Sotto la bottiglia era un piccolo e allucinato romanzo sugli spacciatori di alcol contraffatto e sulla libertà del perdersi, sull’amore che non può salvare perché non può essere compreso.

« A che servono i poeti? Gli scrittori?». La risposta di allora è la stessa che do oggi: servono a mostrare la verità e a porla lì, senza mediazioni, in un rapporto ravvicinato e ostile ai poteri che investono e tormentano la vita della maggioranza degli esseri umani.

Oggi però conosco davvero l’amore in tutta la sua lucente violenza, come padre e come compagno e questo è un elemento che mi avvicina finalmente di più a quella verità, a quella bellezza. Senza aver perso la spinta a raccontare gli esclusi, i cancellati dal tempo. Ovviamente con uno sguardo e un’epica evoluta, differente.

Tra dieci o undici anni? Spero di aver voglia di scrivere ancora versi e romanzi. Con i piedi sulla sabbia dello Yucatan però e con accanto la donna che amo.

Quali sono i tuoi prossimi progetti?

Parteciperò a diversi progetti sociali e umanitari, non soltanto in Italia spero ma anche all’estero.

All’inizio del 2021, uscirà La Direzione è Storta, un “romanzo in versi” come lo definisce lo scrittore Andrea Cotti, un diario di questo anno di Storia ancora bruciante sovrastata dalla catastrofe. Un anno dove la mia corsa, come quella della maggior parte di noi, si è fermata, e la vita è tutta lì, non è più niente e non è ancora qualcosa, dove il passato e il futuro si spalancano come precipizi senza fondo.
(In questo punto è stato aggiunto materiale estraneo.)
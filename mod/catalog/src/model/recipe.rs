use serde::{Deserialize, Serialize};

use fournil_store::TableSpec;

/// RecipeLine — quantity of one ingredient per unit of product produced.
/// A product's full recipe is the set of lines sharing its SKU.
#[derive(Debug, Clone, Serialize, Deserialize, PartialEq)]
#[serde(rename_all = "camelCase")]
pub struct RecipeLine {
    pub sku: String,
    pub ingredient: String,
    pub qty_per_unit: f64,
    pub unit: String,
}

/// CSV row form of [`RecipeLine`].
#[derive(Debug, Serialize, Deserialize)]
pub struct RecipeLineRow {
    #[serde(rename = "SKU")]
    pub sku: String,
    #[serde(rename = "Ingrédient")]
    pub ingredient: String,
    #[serde(rename = "Qté par unité")]
    pub qty_per_unit: f64,
    #[serde(rename = "Unité")]
    pub unit: String,
}

impl TableSpec for RecipeLine {
    const FILE_STEM: &'static str = "recipes";
    const HEADERS: &'static [&'static str] = &["SKU", "Ingrédient", "Qté par unité", "Unité"];
    type Row = RecipeLineRow;

    fn to_row(&self) -> RecipeLineRow {
        RecipeLineRow {
            sku: self.sku.clone(),
            ingredient: self.ingredient.clone(),
            qty_per_unit: self.qty_per_unit,
            unit: self.unit.clone(),
        }
    }

    fn from_row(row: RecipeLineRow) -> Self {
        Self {
            sku: row.sku,
            ingredient: row.ingredient,
            qty_per_unit: row.qty_per_unit,
            unit: row.unit,
        }
    }

    fn seed() -> Vec<Self> {
        vec![
            RecipeLine {
                sku: "BAG-TRAD".into(),
                ingredient: "FARINE-T45".into(),
                qty_per_unit: 0.20,
                unit: "kg".into(),
            },
            RecipeLine {
                sku: "BAG-TRAD".into(),
                ingredient: "LEVURE-B".into(),
                qty_per_unit: 0.005,
                unit: "kg".into(),
            },
            RecipeLine {
                sku: "CRO-BA".into(),
                ingredient: "FARINE-T45".into(),
                qty_per_unit: 0.08,
                unit: "kg".into(),
            },
            RecipeLine {
                sku: "CRO-BA".into(),
                ingredient: "BEURRE-AOC".into(),
                qty_per_unit: 0.035,
                unit: "kg".into(),
            },
        ]
    }
}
Sempre nel 2021 uscirà il primo capitolo della trilogia di romanzi Banditos, un affresco del banditismo sardo dagli anni sessanta ad oggi, letto finalmente come epicentro di un conflitto di civiltà, tra un popolo aggredito, quello sardo, che vorrebbe mantenere la propria identità e la ritrova soltanto nella violenza, e un popolo che vorrebbe esportare democrazia e legalità, quello italiano, e impone invece sfruttamento e miseria. Una rivolta, quella del banditismo sardo, che non diverrà mai una rivoluzione. Perché la rivoluzione è cambiare il mondo e quindi sé stessi. Mentre la rivolta è sbranare il mondo e quindi sé stessi.

Ultima domanda, quasi fuori luogo se non fosse di grande attualità. Graziano Mesina: se non esistesse, bisognerebbe inventarlo perché la sua vita e la sua storia sembrano essere generate dalla tua penna crime/noir, teatrale e al contempo iperrealistica. Cosa pensi di “Grazianeddu” e delle sue rocambolesche vicende?
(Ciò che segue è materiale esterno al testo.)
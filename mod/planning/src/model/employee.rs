use serde::{Deserialize, Serialize};

use fournil_store::TableSpec;

/// Employee — pay profile for payroll figures. Primary key is `name`.
#[derive(Debug, Clone, Serialize, Deserialize, PartialEq)]
#[serde(rename_all = "camelCase")]
pub struct Employee {
    /// Display name, unique across the roster.
    pub name: String,

    pub role: String,

    /// Base wage, euros per hour.
    pub hourly_rate: f64,

    /// Flat bonus on top of the wage, euros per hour.
    #[serde(default)]
    pub bonus_per_hour: f64,

    /// Employer charges, percent of (rate + bonus).
    pub charge_pct: f64,
}

/// CSV row form of [`Employee`] (localized headers).
#[derive(Debug, Serialize, Deserialize)]
pub struct EmployeeRow {
    #[serde(rename = "Employé")]
    pub name: String,
    #[serde(rename = "Rôle")]
    pub role: String,
    #[serde(rename = "Taux horaire €")]
    pub hourly_rate: f64,
    #[serde(rename = "Prime €/h")]
    pub bonus_per_hour: f64,
    #[serde(rename = "Charges %")]
    pub charge_pct: f64,
}

impl TableSpec for Employee {
    const FILE_STEM: &'static str = "employees";
    const HEADERS: &'static [&'static str] = &[
        "Employé",
        "Rôle",
        "Taux horaire €",
        "Prime €/h",
        "Charges %",
    ];
    type Row = EmployeeRow;

    fn to_row(&self) -> EmployeeRow {
        EmployeeRow {
            name: self.name.clone(),
            role: self.role.clone(),
            hourly_rate: self.hourly_rate,
            bonus_per_hour: self.bonus_per_hour,
            charge_pct: self.charge_pct,
        }
    }

    fn from_row(row: EmployeeRow) -> Self {
        Self {
            name: row.name,
            role: row.role,
            hourly_rate: row.hourly_rate,
            bonus_per_hour: row.bonus_per_hour,
            charge_pct: row.charge_pct,
        }
    }

    fn seed() -> Vec<Self> {
        vec![
            Employee {
                name: "Alice".into(),
                role: "Boulangère".into(),
                hourly_rate: 14.0,
                bonus_per_hour: 0.0,
                charge_pct: 42.0,
            },
            Employee {
                name: "Bruno".into(),
                role: "Vente".into(),
                hourly_rate: 12.0,
                bonus_per_hour: 0.5,
                charge_pct: 38.0,
            },
        ]
    }
}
Mesina è stato il “grande padre” della stagione su cui sto scrivendo pagine e pagine. Uno dei personaggi chiave di uno scontro sociale e culturale che tanti, anche tanti sardi, hanno il torto di non voler analizzare da un punto di vista politico e storico, limitandosi a una superficiale lettura giuridica dei fatti. Perché in Italia abbiamo la pessima abitudine di scrivere la Storia nelle aule dei tribunali. Ma la verità è testarda e prima o poi viene sempre fuori, anche quando nessuno vuole vederla.